Sutera Aceh bermutu tinggi sehingga harganya lebih mahal daripada sutera serupa yang diimpor dari India. Menjelang abad ke-19, produksi sutera telah menyebar sampai ke pesisir barat Aceh, meskipun pusatnya tetap berada di Pidie dan Aceh Besar.
Selama abad ke-16 dan ke-17, bahan kain (sutera) merupakan barang dagangan utama dari Aceh yang dikirim ke luar melalui laut. Menurut seorang pengembara bangsa Portugis, Giovanni da Empoli, raja Pasai menjanjikan kepada bangsa Portugis seluruh ekspor sutera negerinya. Hal itu disebabkan bahwa satu di antara hasil produksi penduduk Pasai pada waktu itu adalah sutera, yang berpenduduknya berjumlah 20.000 orang. Selain itu, sutera Aceh juga dijual kepada orang Gujarat sebagai bahan penukar untuk kain dari Cambay serta barang dagangan lainnya hingga seharga 100.000 dukat.
Aceh bukan hanya pengekspor komoditas dagangan ke berbagai daerah, sebagai imbalan untuk berbagai jenis rempah-rempah berharga, tetapi juga mengimpor sejumlah banyak jenis kain dari anak benua India. Kain India merupakan barang dagangan yang sangat umum dan banyak digunakan pada abad ke-15 dan ke-16, sedangkan Aceh merupakan pasar utama bagi kain dari Gujarat. Hingga awal abad ke-19, kain merupakan bahan impor Aceh yang paling berharga. Dalam muatan sebuah junk Cina yang berlayar dari Penang ke Aceh, dari barang senilai 7.600 dolar Spanyol, senilai 2.000 dolarnya terdiri atas kain. Aceh banyak menghasilkan sendiri bahan sutera dan katun, tetapi untuk kain yang digunakan sehari-hari oleh penduduknya berasal dari kain impor.

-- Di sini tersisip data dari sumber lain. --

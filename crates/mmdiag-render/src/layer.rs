//! Raster canvas wrapper around `tiny_skia::Pixmap`.
//!
//! A [`Layer`] is one rectangular piece of the diagram (a region block, a
//! label, an arrow, a whole map). Layers are composed by alpha blending onto
//! a destination layer; the composited position is recorded so link arrows
//! can later be anchored on region midpoints.

use crate::geom::{Bbox, Point, point};
use crate::{Error, Result};
use tiny_skia::{Color, IntRect, Pixmap, PixmapPaint, Transform};

#[derive(Debug, Clone)]
pub struct Layer {
    pixmap: Pixmap,
    /// Absolute top-left position within the parent canvas, set at overlay
    /// time.
    pub abs_pos: Point,
    /// Absolute midpoint within the parent canvas, set at overlay time.
    pub abs_mid: Point,
}

impl Layer {
    /// New fully transparent layer.
    pub fn new(width: u32, height: u32) -> Result<Self> {
        let pixmap = Pixmap::new(width, height).ok_or(Error::PixmapAlloc { width, height })?;
        Ok(Self::from_pixmap(pixmap))
    }

    /// New layer filled with a solid color.
    pub fn filled(width: u32, height: u32, color: Color) -> Result<Self> {
        let mut layer = Self::new(width, height)?;
        layer.pixmap.fill(color);
        Ok(layer)
    }

    pub fn from_pixmap(pixmap: Pixmap) -> Self {
        Self {
            pixmap,
            abs_pos: point(0.0, 0.0),
            abs_mid: point(0.0, 0.0),
        }
    }

    pub fn width(&self) -> u32 {
        self.pixmap.width()
    }

    pub fn height(&self) -> u32 {
        self.pixmap.height()
    }

    pub fn pixmap(&self) -> &Pixmap {
        &self.pixmap
    }

    pub fn pixmap_mut(&mut self) -> &mut Pixmap {
        &mut self.pixmap
    }

    /// Alpha-composites `src` onto this layer at `at`, recording the
    /// absolute position and midpoint back on `src`.
    pub fn overlay(&mut self, src: &mut Layer, at: Point, alpha: u8) {
        src.abs_pos = at;
        src.abs_mid = point(
            at.x + f64::from(src.width() / 2),
            at.y + f64::from(src.height() / 2),
        );

        let paint = PixmapPaint {
            opacity: f32::from(alpha) / 255.0,
            ..PixmapPaint::default()
        };
        self.pixmap.draw_pixmap(
            at.x as i32,
            at.y as i32,
            src.pixmap.as_ref(),
            &paint,
            Transform::identity(),
            None,
        );
    }

    /// Fills an axis-aligned rectangle with a solid color (no blending math
    /// beyond source-over, no anti-aliasing).
    pub fn fill_region(&mut self, x: f32, y: f32, w: f32, h: f32, color: Color) {
        let paint = tiny_skia::Paint {
            shader: tiny_skia::Shader::SolidColor(color),
            anti_alias: false,
            ..tiny_skia::Paint::default()
        };
        if let Some(rect) = tiny_skia::Rect::from_xywh(x, y, w, h) {
            self.pixmap
                .fill_rect(rect, &paint, Transform::identity(), None);
        }
    }

    /// Bounding box of all pixels that differ from the top-left corner pixel.
    /// `None` when the layer is uniform (or empty).
    pub fn content_bbox(&self) -> Option<Bbox> {
        let (w, h) = (self.width() as usize, self.height() as usize);
        if w == 0 || h == 0 {
            return None;
        }
        let data = self.pixmap.data();
        let background = &data[0..4];

        let mut bbox: Option<(usize, usize, usize, usize)> = None;
        for y in 0..h {
            for x in 0..w {
                let i = (y * w + x) * 4;
                if &data[i..i + 4] != background {
                    bbox = Some(match bbox {
                        None => (x, y, x + 1, y + 1),
                        Some((l, t, r, b)) => (l.min(x), t.min(y), r.max(x + 1), b.max(y + 1)),
                    });
                }
            }
        }
        bbox.map(|(l, t, r, b)| Bbox::new(l as u32, t as u32, r as u32, b as u32))
    }

    /// Trims uniform padding down to the content bounding box. When no
    /// content is found the layer is left untrimmed and a warning is logged.
    pub fn trim(&mut self) {
        match self.content_bbox() {
            Some(bbox) => {
                if let Err(err) = self.crop(bbox) {
                    tracing::warn!(%err, "failed to crop trimmed image");
                }
            }
            None => tracing::warn!("no content pixels found, leaving image untrimmed"),
        }
    }

    /// Crops the layer to `bbox`.
    pub fn crop(&mut self, bbox: Bbox) -> Result<()> {
        let rect = IntRect::from_ltrb(
            bbox.left as i32,
            bbox.top as i32,
            bbox.right as i32,
            bbox.bottom as i32,
        )
        .ok_or(Error::PixmapAlloc {
            width: bbox.width(),
            height: bbox.height(),
        })?;
        self.pixmap = self.pixmap.clone_rect(rect).ok_or(Error::PixmapAlloc {
            width: bbox.width(),
            height: bbox.height(),
        })?;
        Ok(())
    }

    /// Mirrors the layer top-to-bottom in place.
    pub fn flip_vertical(&mut self) {
        let w = self.width() as usize;
        let h = self.height() as usize;
        let row_bytes = w * 4;
        let data = self.pixmap.data_mut();
        for y in 0..h / 2 {
            let opposite = h - 1 - y;
            for i in 0..row_bytes {
                data.swap(y * row_bytes + i, opposite * row_bytes + i);
            }
        }
    }

    pub fn encode_png(&self) -> Result<Vec<u8>> {
        self.pixmap.encode_png().map_err(|_| Error::PngEncode)
    }

    /// Flattens the layer over an opaque background and encodes it as JPEG.
    pub fn encode_jpeg(&self, quality: u8, background: Color) -> Result<Vec<u8>> {
        if background.alpha() != 1.0 {
            return Err(Error::JpegOpaqueBackgroundRequired);
        }
        let bg = background.to_color_u8();
        let (w, h) = (self.width(), self.height());

        // The pixmap buffer is premultiplied RGBA, so source-over onto an
        // opaque background is `src + bg * (255 - alpha) / 255` per band.
        let rgba = self.pixmap.data();
        let mut rgb = vec![0u8; (w as usize) * (h as usize) * 3];
        for (src, dst) in rgba.chunks_exact(4).zip(rgb.chunks_exact_mut(3)) {
            let inv = 255 - u16::from(src[3]);
            dst[0] = src[0].saturating_add((u16::from(bg.red()) * inv / 255) as u8);
            dst[1] = src[1].saturating_add((u16::from(bg.green()) * inv / 255) as u8);
            dst[2] = src[2].saturating_add((u16::from(bg.blue()) * inv / 255) as u8);
        }

        let mut out = Vec::new();
        let mut enc = image::codecs::jpeg::JpegEncoder::new_with_quality(&mut out, quality);
        enc.encode(&rgb, w, h, image::ExtendedColorType::Rgb8)
            .map_err(|_| Error::JpegEncode)?;
        Ok(out)
    }
}

#[cfg(test)]
mod tests {
    use super::*;
    use crate::geom::point;

    fn set_pixel(layer: &mut Layer, x: u32, y: u32) {
        let w = layer.width() as usize;
        let data = layer.pixmap_mut().data_mut();
        let i = (y as usize * w + x as usize) * 4;
        data[i..i + 4].copy_from_slice(&[255, 255, 255, 255]);
    }

    #[test]
    fn zero_sized_layer_is_rejected() {
        assert!(matches!(
            Layer::new(0, 10),
            Err(Error::PixmapAlloc { .. })
        ));
    }

    #[test]
    fn trim_crops_to_content() {
        let mut layer = Layer::new(20, 20).unwrap();
        set_pixel(&mut layer, 5, 7);
        set_pixel(&mut layer, 12, 9);
        layer.trim();
        assert_eq!(layer.width(), 8);
        assert_eq!(layer.height(), 3);
    }

    #[test]
    fn trim_of_uniform_layer_degrades_gracefully() {
        let mut layer = Layer::filled(8, 8, Color::from_rgba8(10, 20, 30, 255)).unwrap();
        layer.trim();
        // Untrimmed, not an error.
        assert_eq!((layer.width(), layer.height()), (8, 8));
    }

    #[test]
    fn overlay_records_absolute_positions() {
        let mut dest = Layer::new(100, 100).unwrap();
        let mut src = Layer::filled(10, 20, Color::from_rgba8(1, 2, 3, 255)).unwrap();
        dest.overlay(&mut src, point(30.0, 40.0), 255);
        assert_eq!(src.abs_pos, point(30.0, 40.0));
        assert_eq!(src.abs_mid, point(35.0, 50.0));
    }

    #[test]
    fn overlay_blends_with_alpha() {
        let mut dest = Layer::filled(4, 4, Color::from_rgba8(0, 0, 0, 255)).unwrap();
        let mut src = Layer::filled(4, 4, Color::from_rgba8(255, 255, 255, 255)).unwrap();
        dest.overlay(&mut src, point(0.0, 0.0), 128);
        let px = dest.pixmap().pixel(1, 1).unwrap();
        // Half-opacity white over black lands mid-grey.
        assert!(px.red() > 100 && px.red() < 160);
    }

    #[test]
    fn flip_vertical_mirrors_rows() {
        let mut layer = Layer::new(3, 3).unwrap();
        set_pixel(&mut layer, 0, 0);
        layer.flip_vertical();
        assert_eq!(layer.pixmap().pixel(0, 0).unwrap().alpha(), 0);
        assert_eq!(layer.pixmap().pixel(0, 2).unwrap().alpha(), 255);
    }

    #[test]
    fn png_encoding_emits_signature() {
        let layer = Layer::filled(4, 4, Color::from_rgba8(0, 0, 0, 255)).unwrap();
        let bytes = layer.encode_png().unwrap();
        assert!(bytes.starts_with(b"\x89PNG\r\n\x1a\n"));
    }

    #[test]
    fn jpeg_encoding_requires_opaque_background() {
        let layer = Layer::new(4, 4).unwrap();
        let err = layer
            .encode_jpeg(90, Color::from_rgba8(0, 0, 0, 0))
            .unwrap_err();
        assert!(matches!(err, Error::JpegOpaqueBackgroundRequired));

        let bytes = layer
            .encode_jpeg(90, Color::from_rgba8(255, 255, 255, 255))
            .unwrap();
        assert!(bytes.starts_with(&[0xff, 0xd8]));
    }
}
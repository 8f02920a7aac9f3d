//! Text measurement and rasterization.
//!
//! Cell and label sizing uses a deterministic character-count measurer so
//! layout never depends on font I/O. Actual glyphs are rasterized by building
//! a minimal SVG document and rendering it through `usvg`/`resvg` into a
//! pixmap, which is then trimmed to the glyph bounding box.

use crate::layer::Layer;
use crate::{Error, Result};
use std::fmt::Write as _;
use std::sync::Arc;

#[derive(Debug, Clone)]
pub struct TextStyle {
    pub font_size: f64,
}

impl Default for TextStyle {
    fn default() -> Self {
        Self { font_size: 12.0 }
    }
}

#[derive(Debug, Clone, Copy)]
pub struct TextMetrics {
    pub width: f64,
    pub height: f64,
    pub line_count: usize,
}

pub trait TextMeasurer {
    fn measure(&self, text: &str, style: &TextStyle) -> TextMetrics;
}

/// Font-independent measurer: width from the longest line's char count,
/// height from the line count.
#[derive(Debug, Clone, Default)]
pub struct DeterministicTextMeasurer {
    pub char_width_factor: f64,
    pub line_height_factor: f64,
}

impl TextMeasurer for DeterministicTextMeasurer {
    fn measure(&self, text: &str, style: &TextStyle) -> TextMetrics {
        let char_width_factor = if self.char_width_factor == 0.0 {
            0.6
        } else {
            self.char_width_factor
        };
        let line_height_factor = if self.line_height_factor == 0.0 {
            1.2
        } else {
            self.line_height_factor
        };

        let font_size = style.font_size.max(1.0);
        let lines: Vec<&str> = text.split('\n').collect();
        let max_chars = lines.iter().map(|l| l.chars().count()).max().unwrap_or(0);

        TextMetrics {
            width: max_chars as f64 * font_size * char_width_factor,
            height: lines.len() as f64 * font_size * line_height_factor,
            line_count: lines.len(),
        }
    }
}

/// Escapes the XML special characters of `text` for embedding in SVG.
pub fn xml_escape(text: &str) -> String {
    let mut out = String::with_capacity(text.len());
    for c in text.chars() {
        match c {
            '&' => out.push_str("&amp;"),
            '<' => out.push_str("&lt;"),
            '>' => out.push_str("&gt;"),
            '"' => out.push_str("&quot;"),
            _ => out.push(c),
        }
    }
    out
}

/// Glyph rasterizer backed by the system font database.
pub struct TextRaster {
    fontdb: Arc<usvg::fontdb::Database>,
    measurer: DeterministicTextMeasurer,
}

impl Default for TextRaster {
    fn default() -> Self {
        Self::new()
    }
}

impl TextRaster {
    pub fn new() -> Self {
        let mut fontdb = usvg::fontdb::Database::new();
        fontdb.load_system_fonts();
        Self {
            fontdb: Arc::new(fontdb),
            measurer: DeterministicTextMeasurer::default(),
        }
    }

    /// Renders `text` (possibly multi-line) into a trimmed transparent layer.
    ///
    /// The canvas starts oversized relative to the measured bounding box and
    /// is trimmed down to the rendered glyphs; when no glyph pixels land
    /// (e.g. no usable font on the host) the trim degrades gracefully and
    /// the oversized transparent canvas is returned.
    pub fn render(&self, text: &str, font_size: f64, color: &str) -> Result<Layer> {
        let style = TextStyle { font_size };
        let metrics = self.measurer.measure(text, &style);
        let width = (metrics.width * 2.0).ceil().max(8.0) as u32 + 16;
        let height = (metrics.height * 2.0).ceil().max(8.0) as u32 + 8;

        let line_height = font_size * 1.2;
        let mut body = String::new();
        for (i, line) in text.split('\n').enumerate() {
            let y = font_size + line_height * i as f64;
            let _ = write!(
                body,
                r#"<text x="1" y="{y}" font-family="sans-serif" font-size="{font_size}" fill="{color}">{}</text>"#,
                xml_escape(line)
            );
        }
        let svg = format!(
            r#"<svg xmlns="http://www.w3.org/2000/svg" width="{width}" height="{height}">{body}</svg>"#
        );

        let mut opt = usvg::Options::default();
        opt.fontdb = self.fontdb.clone();
        opt.font_family = "sans-serif".to_string();
        let tree = usvg::Tree::from_str(&svg, &opt).map_err(|_| Error::SvgParse)?;

        let mut layer = Layer::new(width, height)?;
        resvg::render(
            &tree,
            tiny_skia::Transform::identity(),
            &mut layer.pixmap_mut().as_mut(),
        );
        layer.trim();
        Ok(layer)
    }

    /// Renders a label that will sit on a canvas flipped vertically before
    /// final output: the glyphs are pre-flipped so they read right-side-up
    /// after the global flip.
    pub fn label(&self, text: &str, font_size: f64, color: &str) -> Result<Layer> {
        let mut layer = self.render(text, font_size, color)?;
        layer.flip_vertical();
        Ok(layer)
    }
}
pub type Result<T> = std::result::Result<T, Error>;

#[derive(Debug, thiserror::Error)]
pub enum Error {
    #[error("empty name for {field}")]
    EmptyName { field: &'static str },

    #[error("{field} must be a non-empty '0x'-prefixed hex string, got '{value}'")]
    MalformedHex { field: &'static str, value: String },

    #[error("memory region '{region}' in map '{map}' has zero size")]
    ZeroSize { map: String, region: String },

    #[error("memory region '{region}' in map '{map}' extends past the 64-bit address space")]
    RegionTooLarge { map: String, region: String },

    #[error(
        "link ['{target_map}', '{target_region}'] on region '{region}' is a dangling reference"
    )]
    DanglingLink {
        region: String,
        target_map: String,
        target_region: String,
    },

    #[error(
        "link ['{target_map}', '{target_region}'] on region '{region}' targets a region of different size (0x{expected:x} vs 0x{found:x})"
    )]
    LinkSizeMismatch {
        region: String,
        target_map: String,
        target_region: String,
        expected: u64,
        found: u64,
    },

    #[error("invalid diagram description: {0}")]
    Json(#[from] serde_json::Error),
}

Satu di antara jenis kain asal India yang beredar di Aceh adalah calico. Pada tahun 1680, VOC (perusahaan dagang Belanda) membuat catatan tentang keuntungan, baik yang diperoleh dengan berdagang chindos maupun patolen, satu di antara jenisnya khusus dibuat untuk orang Aceh. Kain patola dibuat dari benang sutera yang dicelup dan diperdagangkan di seluruh Nusantara pada waktu itu. Khususnya di Aceh, kain patola sangat disukai untuk selendang yang dipakai oleh orang-orang terkemuka di masyarakat.
Alas tempat duduk pengantin yang disulam dengan benang emas
Disain dan Fungsi Tenun Aceh
Di Aceh, selain kerajinan kain tenun juga terkenal dengan kegiatan sulamannya yang menggunakan teknik aplikasi. Warna-warna dan disain banyak dipengaruhi oleh motif-motif yang dibawa oleh para pedagang Arab yang berdatangan pada waktu agama Islam mulai menyebar di daerah Aceh.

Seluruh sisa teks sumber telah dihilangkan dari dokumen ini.